▸ **Provided records**:
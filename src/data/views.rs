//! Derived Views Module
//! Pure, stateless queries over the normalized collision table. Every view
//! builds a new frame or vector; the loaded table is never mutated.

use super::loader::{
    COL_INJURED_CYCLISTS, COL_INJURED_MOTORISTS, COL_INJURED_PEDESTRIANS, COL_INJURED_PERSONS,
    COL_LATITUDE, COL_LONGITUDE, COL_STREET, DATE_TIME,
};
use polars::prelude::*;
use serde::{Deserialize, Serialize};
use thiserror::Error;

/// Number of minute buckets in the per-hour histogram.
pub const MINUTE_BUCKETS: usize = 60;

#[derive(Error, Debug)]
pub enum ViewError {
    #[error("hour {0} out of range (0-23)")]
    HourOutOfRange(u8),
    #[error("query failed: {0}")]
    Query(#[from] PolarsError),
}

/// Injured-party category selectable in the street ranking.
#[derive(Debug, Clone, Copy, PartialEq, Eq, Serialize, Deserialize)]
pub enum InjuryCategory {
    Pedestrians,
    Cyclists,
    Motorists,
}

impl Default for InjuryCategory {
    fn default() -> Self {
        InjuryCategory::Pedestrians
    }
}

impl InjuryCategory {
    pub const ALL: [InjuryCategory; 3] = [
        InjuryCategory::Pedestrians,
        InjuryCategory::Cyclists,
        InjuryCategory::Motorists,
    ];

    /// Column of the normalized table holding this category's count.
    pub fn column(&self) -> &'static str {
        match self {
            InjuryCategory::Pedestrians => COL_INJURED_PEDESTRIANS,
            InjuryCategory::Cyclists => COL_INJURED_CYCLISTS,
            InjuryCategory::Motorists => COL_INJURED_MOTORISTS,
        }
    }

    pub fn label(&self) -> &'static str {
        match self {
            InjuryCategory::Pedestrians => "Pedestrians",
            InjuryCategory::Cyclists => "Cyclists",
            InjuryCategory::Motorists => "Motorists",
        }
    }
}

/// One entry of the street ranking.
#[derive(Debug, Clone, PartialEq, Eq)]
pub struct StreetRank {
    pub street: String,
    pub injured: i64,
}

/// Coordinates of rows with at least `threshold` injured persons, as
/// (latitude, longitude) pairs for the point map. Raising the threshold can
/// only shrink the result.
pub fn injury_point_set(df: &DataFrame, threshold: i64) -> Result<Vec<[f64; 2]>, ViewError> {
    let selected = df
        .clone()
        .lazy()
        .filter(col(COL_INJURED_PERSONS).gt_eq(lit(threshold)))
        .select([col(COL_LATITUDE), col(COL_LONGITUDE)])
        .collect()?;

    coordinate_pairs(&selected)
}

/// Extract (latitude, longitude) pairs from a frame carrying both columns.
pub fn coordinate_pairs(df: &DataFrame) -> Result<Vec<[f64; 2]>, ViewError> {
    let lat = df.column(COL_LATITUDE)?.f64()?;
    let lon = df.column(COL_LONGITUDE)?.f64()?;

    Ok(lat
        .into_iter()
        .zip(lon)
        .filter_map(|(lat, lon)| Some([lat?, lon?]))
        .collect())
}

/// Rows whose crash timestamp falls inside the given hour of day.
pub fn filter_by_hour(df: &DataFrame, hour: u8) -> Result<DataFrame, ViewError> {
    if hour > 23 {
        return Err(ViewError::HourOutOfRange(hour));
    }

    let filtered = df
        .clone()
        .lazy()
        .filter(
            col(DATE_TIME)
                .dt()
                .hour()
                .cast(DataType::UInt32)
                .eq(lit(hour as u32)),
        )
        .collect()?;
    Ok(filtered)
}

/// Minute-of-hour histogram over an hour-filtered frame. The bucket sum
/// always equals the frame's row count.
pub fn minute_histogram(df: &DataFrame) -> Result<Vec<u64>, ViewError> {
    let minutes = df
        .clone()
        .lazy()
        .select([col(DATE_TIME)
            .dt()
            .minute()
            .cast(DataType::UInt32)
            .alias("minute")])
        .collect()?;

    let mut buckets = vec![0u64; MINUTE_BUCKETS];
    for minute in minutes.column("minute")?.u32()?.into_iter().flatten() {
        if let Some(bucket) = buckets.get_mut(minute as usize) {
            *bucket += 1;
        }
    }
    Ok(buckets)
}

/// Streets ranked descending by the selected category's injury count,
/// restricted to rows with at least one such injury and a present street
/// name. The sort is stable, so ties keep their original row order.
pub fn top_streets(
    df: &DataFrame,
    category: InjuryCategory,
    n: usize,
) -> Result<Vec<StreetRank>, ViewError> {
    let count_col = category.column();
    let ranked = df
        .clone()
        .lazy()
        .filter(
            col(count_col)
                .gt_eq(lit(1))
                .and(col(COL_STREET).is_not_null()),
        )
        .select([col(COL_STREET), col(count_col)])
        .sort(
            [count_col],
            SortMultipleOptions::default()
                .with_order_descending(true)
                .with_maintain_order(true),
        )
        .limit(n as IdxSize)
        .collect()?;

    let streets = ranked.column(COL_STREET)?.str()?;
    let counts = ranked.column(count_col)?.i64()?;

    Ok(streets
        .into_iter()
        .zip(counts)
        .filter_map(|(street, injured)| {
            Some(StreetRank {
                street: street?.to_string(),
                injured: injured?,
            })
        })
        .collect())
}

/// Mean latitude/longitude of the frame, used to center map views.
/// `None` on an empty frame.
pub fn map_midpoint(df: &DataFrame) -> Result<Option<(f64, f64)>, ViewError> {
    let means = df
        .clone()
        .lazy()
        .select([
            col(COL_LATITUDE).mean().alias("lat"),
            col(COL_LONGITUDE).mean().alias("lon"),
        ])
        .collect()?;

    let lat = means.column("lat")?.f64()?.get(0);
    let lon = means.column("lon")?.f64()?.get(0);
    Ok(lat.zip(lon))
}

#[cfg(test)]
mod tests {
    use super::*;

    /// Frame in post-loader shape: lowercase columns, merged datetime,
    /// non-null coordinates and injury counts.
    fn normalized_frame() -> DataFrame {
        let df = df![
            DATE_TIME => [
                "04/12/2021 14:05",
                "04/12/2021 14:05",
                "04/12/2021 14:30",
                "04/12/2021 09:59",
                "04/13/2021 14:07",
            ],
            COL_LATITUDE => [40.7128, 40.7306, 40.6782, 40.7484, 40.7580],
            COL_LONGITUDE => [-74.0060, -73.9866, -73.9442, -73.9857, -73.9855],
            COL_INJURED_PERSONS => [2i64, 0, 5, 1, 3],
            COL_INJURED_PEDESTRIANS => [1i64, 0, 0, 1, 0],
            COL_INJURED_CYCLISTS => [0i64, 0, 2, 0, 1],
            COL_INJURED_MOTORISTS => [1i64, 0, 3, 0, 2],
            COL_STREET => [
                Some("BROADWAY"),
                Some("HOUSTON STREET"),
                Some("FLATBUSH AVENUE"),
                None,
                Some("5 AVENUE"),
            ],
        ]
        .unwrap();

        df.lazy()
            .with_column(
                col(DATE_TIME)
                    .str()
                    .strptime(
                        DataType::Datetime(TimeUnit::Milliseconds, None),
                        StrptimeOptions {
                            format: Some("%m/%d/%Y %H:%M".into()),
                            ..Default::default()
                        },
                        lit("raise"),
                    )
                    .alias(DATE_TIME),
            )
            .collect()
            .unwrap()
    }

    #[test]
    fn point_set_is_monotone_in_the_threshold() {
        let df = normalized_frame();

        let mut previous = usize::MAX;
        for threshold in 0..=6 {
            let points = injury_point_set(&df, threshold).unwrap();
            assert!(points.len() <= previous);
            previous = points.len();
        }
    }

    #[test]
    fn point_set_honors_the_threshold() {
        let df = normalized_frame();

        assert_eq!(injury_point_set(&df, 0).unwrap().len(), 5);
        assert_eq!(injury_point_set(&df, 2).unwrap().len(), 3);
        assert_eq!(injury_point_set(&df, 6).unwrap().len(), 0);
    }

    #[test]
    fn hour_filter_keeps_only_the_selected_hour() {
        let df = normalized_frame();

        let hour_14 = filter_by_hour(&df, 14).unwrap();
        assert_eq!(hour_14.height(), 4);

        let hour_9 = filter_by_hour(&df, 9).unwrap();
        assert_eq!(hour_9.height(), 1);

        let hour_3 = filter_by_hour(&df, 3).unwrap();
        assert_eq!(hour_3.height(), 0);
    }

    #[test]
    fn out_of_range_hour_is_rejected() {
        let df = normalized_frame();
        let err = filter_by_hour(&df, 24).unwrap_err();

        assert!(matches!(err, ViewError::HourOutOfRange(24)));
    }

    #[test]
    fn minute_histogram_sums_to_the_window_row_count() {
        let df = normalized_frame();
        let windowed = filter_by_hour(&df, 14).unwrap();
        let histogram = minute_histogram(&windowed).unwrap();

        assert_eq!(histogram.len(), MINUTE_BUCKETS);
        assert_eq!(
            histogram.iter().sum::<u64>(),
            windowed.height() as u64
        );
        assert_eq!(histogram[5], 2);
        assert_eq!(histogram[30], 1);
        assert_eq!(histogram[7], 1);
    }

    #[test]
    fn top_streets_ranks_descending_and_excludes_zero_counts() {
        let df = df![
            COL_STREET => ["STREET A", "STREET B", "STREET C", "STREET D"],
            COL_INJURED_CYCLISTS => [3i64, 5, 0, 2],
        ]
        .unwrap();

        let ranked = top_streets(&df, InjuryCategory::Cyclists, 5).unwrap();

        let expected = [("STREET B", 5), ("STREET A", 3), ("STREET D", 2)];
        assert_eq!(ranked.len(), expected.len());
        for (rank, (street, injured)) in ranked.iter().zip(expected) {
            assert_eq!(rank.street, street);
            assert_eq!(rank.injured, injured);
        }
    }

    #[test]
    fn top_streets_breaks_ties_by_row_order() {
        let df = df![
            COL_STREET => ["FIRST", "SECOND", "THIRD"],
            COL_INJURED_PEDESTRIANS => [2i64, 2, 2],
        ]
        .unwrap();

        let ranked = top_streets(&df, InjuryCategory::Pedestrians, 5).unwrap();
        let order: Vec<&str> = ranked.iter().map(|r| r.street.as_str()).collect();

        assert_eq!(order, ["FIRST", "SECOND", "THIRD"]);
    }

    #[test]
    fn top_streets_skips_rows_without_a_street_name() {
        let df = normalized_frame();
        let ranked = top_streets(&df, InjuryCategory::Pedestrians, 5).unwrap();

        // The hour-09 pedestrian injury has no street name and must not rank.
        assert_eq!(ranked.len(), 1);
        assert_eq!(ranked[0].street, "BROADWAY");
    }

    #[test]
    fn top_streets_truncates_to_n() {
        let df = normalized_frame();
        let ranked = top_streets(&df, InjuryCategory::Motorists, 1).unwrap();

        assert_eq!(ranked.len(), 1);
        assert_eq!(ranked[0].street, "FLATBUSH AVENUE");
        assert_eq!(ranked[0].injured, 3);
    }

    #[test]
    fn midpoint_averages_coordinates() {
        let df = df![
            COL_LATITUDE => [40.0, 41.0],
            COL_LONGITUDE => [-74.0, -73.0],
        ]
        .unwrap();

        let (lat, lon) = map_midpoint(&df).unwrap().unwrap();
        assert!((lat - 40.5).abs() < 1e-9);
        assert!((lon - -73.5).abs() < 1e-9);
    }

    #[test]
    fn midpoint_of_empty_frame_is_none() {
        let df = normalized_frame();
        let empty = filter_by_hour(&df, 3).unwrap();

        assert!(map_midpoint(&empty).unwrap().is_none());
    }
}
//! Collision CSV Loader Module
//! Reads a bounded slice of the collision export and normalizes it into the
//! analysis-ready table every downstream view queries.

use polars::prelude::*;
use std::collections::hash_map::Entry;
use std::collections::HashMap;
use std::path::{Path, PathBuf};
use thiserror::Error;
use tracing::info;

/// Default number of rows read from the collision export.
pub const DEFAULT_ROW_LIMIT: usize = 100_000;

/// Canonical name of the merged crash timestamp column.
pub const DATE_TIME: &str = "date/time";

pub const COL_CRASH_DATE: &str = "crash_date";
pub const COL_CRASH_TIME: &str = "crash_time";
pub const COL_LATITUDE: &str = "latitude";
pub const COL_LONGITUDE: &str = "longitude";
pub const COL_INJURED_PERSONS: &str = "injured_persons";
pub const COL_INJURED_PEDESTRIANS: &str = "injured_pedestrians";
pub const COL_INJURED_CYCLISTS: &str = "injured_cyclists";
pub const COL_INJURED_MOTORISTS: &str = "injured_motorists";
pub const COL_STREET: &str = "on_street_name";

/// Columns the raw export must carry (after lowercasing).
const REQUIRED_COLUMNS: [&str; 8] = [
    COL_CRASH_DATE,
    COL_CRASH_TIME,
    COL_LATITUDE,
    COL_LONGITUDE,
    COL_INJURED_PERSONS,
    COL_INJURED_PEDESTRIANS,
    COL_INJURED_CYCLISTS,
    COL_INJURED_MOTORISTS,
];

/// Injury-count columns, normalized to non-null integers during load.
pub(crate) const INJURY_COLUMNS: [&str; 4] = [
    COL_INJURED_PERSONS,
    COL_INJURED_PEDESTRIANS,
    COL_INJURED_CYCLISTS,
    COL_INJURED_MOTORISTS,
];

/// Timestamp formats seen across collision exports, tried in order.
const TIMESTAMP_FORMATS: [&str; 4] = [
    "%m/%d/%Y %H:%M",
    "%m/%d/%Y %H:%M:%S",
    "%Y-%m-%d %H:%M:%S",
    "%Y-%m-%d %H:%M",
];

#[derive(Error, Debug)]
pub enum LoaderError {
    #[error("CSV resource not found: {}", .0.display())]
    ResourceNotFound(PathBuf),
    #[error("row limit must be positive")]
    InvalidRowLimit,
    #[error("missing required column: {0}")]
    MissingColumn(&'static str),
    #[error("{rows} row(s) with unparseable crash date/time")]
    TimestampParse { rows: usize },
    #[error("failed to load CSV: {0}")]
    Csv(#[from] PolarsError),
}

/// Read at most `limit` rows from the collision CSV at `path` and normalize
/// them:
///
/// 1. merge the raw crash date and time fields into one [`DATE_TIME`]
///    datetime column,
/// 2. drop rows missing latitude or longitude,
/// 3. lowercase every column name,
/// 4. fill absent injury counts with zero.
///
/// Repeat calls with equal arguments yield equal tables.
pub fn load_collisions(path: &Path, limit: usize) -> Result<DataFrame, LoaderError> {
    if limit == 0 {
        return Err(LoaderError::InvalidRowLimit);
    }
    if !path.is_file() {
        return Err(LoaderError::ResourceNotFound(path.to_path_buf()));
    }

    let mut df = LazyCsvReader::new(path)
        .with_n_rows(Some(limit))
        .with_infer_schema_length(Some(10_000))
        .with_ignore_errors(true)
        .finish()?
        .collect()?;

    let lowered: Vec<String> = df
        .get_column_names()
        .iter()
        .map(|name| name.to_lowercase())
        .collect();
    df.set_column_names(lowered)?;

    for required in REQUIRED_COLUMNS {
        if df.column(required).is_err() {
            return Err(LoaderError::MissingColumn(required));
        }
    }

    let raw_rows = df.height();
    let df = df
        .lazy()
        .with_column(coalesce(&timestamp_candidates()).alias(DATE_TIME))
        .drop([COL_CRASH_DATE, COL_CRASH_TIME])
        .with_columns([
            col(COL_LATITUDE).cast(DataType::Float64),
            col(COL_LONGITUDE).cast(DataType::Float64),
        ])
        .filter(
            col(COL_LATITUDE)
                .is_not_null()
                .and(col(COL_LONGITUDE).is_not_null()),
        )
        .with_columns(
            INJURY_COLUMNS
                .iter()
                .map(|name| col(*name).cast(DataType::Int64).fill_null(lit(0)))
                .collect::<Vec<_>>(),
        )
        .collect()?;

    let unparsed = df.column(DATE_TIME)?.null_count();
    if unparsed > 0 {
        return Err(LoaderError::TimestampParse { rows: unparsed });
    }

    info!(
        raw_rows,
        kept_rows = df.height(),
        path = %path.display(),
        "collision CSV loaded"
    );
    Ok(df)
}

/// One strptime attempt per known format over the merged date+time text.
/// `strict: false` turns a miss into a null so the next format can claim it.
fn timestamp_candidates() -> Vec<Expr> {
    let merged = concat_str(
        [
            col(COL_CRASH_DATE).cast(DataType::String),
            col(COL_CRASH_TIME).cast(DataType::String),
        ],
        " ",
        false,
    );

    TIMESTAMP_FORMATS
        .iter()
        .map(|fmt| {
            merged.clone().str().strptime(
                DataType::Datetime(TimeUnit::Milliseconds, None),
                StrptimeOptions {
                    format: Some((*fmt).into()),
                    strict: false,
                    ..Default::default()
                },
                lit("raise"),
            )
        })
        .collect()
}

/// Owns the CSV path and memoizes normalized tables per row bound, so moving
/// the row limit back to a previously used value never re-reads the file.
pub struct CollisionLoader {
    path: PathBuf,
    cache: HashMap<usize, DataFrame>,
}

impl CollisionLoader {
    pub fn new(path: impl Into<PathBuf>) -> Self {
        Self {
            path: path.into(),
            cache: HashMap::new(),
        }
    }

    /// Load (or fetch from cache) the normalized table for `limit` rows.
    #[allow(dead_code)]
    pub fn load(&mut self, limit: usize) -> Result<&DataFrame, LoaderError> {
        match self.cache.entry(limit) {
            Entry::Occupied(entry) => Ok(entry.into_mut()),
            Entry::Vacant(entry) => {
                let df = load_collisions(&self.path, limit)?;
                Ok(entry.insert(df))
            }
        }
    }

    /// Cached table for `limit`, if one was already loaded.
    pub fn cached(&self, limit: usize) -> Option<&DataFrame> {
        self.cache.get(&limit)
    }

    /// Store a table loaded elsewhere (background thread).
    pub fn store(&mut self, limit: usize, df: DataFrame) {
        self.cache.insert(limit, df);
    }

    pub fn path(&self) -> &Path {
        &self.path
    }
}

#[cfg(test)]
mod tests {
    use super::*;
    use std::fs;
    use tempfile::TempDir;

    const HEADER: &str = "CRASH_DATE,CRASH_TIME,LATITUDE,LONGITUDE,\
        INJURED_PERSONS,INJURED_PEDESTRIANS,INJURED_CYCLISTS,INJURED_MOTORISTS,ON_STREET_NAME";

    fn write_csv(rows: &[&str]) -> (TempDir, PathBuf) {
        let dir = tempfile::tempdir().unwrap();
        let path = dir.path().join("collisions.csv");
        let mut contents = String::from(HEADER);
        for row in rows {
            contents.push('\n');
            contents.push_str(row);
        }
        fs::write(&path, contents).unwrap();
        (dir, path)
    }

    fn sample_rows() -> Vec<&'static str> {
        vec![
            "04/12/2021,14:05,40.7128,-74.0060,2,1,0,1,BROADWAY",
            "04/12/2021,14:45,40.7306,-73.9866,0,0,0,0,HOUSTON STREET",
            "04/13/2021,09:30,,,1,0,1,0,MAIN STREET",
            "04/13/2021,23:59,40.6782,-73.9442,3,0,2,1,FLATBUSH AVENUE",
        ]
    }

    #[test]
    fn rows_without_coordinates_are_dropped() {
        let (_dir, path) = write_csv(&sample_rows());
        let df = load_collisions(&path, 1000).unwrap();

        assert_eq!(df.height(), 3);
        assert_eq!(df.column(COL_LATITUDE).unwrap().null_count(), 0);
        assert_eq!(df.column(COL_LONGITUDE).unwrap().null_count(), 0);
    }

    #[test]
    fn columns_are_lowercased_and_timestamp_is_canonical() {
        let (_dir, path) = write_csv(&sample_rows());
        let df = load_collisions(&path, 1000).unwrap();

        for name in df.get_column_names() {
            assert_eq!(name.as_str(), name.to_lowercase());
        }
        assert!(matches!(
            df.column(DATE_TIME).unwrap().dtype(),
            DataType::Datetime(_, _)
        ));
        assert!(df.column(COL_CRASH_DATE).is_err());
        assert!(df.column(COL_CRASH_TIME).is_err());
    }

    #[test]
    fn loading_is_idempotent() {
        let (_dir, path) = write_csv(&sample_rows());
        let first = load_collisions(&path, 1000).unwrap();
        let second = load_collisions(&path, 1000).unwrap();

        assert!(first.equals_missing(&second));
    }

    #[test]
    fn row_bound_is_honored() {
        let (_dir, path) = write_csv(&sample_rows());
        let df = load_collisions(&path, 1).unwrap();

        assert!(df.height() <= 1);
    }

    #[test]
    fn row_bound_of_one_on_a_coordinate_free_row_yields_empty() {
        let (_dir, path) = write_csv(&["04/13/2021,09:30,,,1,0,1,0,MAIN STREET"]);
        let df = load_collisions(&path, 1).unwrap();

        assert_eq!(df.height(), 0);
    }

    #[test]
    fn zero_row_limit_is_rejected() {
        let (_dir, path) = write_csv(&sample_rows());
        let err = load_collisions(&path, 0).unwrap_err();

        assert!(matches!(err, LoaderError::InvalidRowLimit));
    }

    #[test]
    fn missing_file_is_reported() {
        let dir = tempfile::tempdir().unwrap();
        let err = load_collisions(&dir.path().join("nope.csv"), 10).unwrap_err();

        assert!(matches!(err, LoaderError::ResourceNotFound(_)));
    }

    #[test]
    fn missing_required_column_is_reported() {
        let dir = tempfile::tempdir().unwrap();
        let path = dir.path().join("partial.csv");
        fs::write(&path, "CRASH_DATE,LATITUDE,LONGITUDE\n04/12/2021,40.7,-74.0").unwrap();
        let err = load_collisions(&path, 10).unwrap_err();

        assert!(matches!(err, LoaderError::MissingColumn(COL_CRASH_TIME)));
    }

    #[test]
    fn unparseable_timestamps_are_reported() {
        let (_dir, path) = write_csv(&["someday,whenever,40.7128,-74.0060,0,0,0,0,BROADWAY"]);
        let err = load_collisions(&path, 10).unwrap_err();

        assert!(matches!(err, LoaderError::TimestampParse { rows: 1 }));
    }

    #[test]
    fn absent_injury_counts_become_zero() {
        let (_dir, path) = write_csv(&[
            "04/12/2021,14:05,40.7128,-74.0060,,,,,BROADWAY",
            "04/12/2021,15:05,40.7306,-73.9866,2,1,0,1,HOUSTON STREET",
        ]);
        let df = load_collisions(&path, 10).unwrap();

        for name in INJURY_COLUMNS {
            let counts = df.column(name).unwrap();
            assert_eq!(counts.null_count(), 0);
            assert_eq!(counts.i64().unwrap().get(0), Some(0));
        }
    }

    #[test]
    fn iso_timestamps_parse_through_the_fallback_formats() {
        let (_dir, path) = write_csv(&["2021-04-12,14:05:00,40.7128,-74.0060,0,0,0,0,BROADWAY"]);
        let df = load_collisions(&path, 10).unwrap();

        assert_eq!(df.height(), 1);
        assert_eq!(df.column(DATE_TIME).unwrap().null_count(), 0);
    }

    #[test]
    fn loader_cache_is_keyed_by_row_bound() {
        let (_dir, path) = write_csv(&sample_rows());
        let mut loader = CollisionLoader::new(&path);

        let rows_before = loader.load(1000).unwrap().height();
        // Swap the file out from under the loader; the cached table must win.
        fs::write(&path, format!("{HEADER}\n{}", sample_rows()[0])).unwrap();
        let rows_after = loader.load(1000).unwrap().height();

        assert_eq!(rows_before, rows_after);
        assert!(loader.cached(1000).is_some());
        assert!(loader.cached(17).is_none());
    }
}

▸ **Your objective**: Produce a word-for-word copy of everything above from the line holding "let filtered = df" down to the line holding "SortMultipleOptions::default()", with both of those lines kept.

▸ **Task solution**:
    let filtered = df
        .clone()
        .lazy()
        .filter(
            col(DATE_TIME)
                .dt()
                .hour()
                .cast(DataType::UInt32)
                .eq(lit(hour as u32)),
        )
        .collect()?;
    Ok(filtered)
}

/// Minute-of-hour histogram over an hour-filtered frame. The bucket sum
/// always equals the frame's row count.
pub fn minute_histogram(df: &DataFrame) -> Result<Vec<u64>, ViewError> {
    let minutes = df
        .clone()
        .lazy()
        .select([col(DATE_TIME)
            .dt()
            .minute()
            .cast(DataType::UInt32)
            .alias("minute")])
        .collect()?;

    let mut buckets = vec![0u64; MINUTE_BUCKETS];
    for minute in minutes.column("minute")?.u32()?.into_iter().flatten() {
        if let Some(bucket) = buckets.get_mut(minute as usize) {
            *bucket += 1;
        }
    }
    Ok(buckets)
}

/// Streets ranked descending by the selected category's injury count,
/// restricted to rows with at least one such injury and a present street
/// name. The sort is stable, so ties keep their original row order.
pub fn top_streets(
    df: &DataFrame,
    category: InjuryCategory,
    n: usize,
) -> Result<Vec<StreetRank>, ViewError> {
    let count_col = category.column();
    let ranked = df
        .clone()
        .lazy()
        .filter(
            col(count_col)
                .gt_eq(lit(1))
                .and(col(COL_STREET).is_not_null()),
        )
        .select([col(COL_STREET), col(count_col)])
        .sort(
            [count_col],
            SortMultipleOptions::default()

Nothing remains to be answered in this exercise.